Task requirements:
Your reply should contain only the line with "The crate is" and the lines after it through the end of the data, each written out exactly.
-.-.-
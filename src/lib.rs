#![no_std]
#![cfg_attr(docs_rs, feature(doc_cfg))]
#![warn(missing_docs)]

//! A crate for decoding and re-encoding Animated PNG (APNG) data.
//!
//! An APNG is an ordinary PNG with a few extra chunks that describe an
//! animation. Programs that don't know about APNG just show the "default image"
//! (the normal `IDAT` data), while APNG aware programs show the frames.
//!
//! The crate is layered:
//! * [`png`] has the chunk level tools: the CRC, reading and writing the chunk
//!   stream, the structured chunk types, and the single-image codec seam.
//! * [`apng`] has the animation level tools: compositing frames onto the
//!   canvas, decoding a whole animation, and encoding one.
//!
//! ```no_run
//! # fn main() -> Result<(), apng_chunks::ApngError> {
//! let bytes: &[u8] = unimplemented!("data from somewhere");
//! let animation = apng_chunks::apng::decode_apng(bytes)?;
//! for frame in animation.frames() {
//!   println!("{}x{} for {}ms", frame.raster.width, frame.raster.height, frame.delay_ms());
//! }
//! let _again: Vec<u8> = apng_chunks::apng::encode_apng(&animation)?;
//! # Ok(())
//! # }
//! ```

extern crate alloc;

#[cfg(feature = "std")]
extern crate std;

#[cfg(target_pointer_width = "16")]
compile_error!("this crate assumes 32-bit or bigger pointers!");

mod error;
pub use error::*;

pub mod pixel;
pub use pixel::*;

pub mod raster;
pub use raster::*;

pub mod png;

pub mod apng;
-.-.-
Answer area:
//! The crate is layered:
//! * [`png`] has the chunk level tools: the CRC, reading and writing the chunk
//!   stream, the structured chunk types, and the single-image codec seam.
//! * [`apng`] has the animation level tools: compositing frames onto the
//!   canvas, decoding a whole animation, and encoding one.
//!
//! ```no_run
//! # fn main() -> Result<(), apng_chunks::ApngError> {
//! let bytes: &[u8] = unimplemented!("data from somewhere");
//! let animation = apng_chunks::apng::decode_apng(bytes)?;
//! for frame in animation.frames() {
//!   println!("{}x{} for {}ms", frame.raster.width, frame.raster.height, frame.delay_ms());
//! }
//! let _again: Vec<u8> = apng_chunks::apng::encode_apng(&animation)?;
//! # Ok(())
//! # }
//! ```

extern crate alloc;

#[cfg(feature = "std")]
extern crate std;

#[cfg(target_pointer_width = "16")]
compile_error!("this crate assumes 32-bit or bigger pointers!");

mod error;
pub use error::*;

pub mod pixel;
pub use pixel::*;

pub mod raster;
pub use raster::*;

pub mod png;

pub mod apng;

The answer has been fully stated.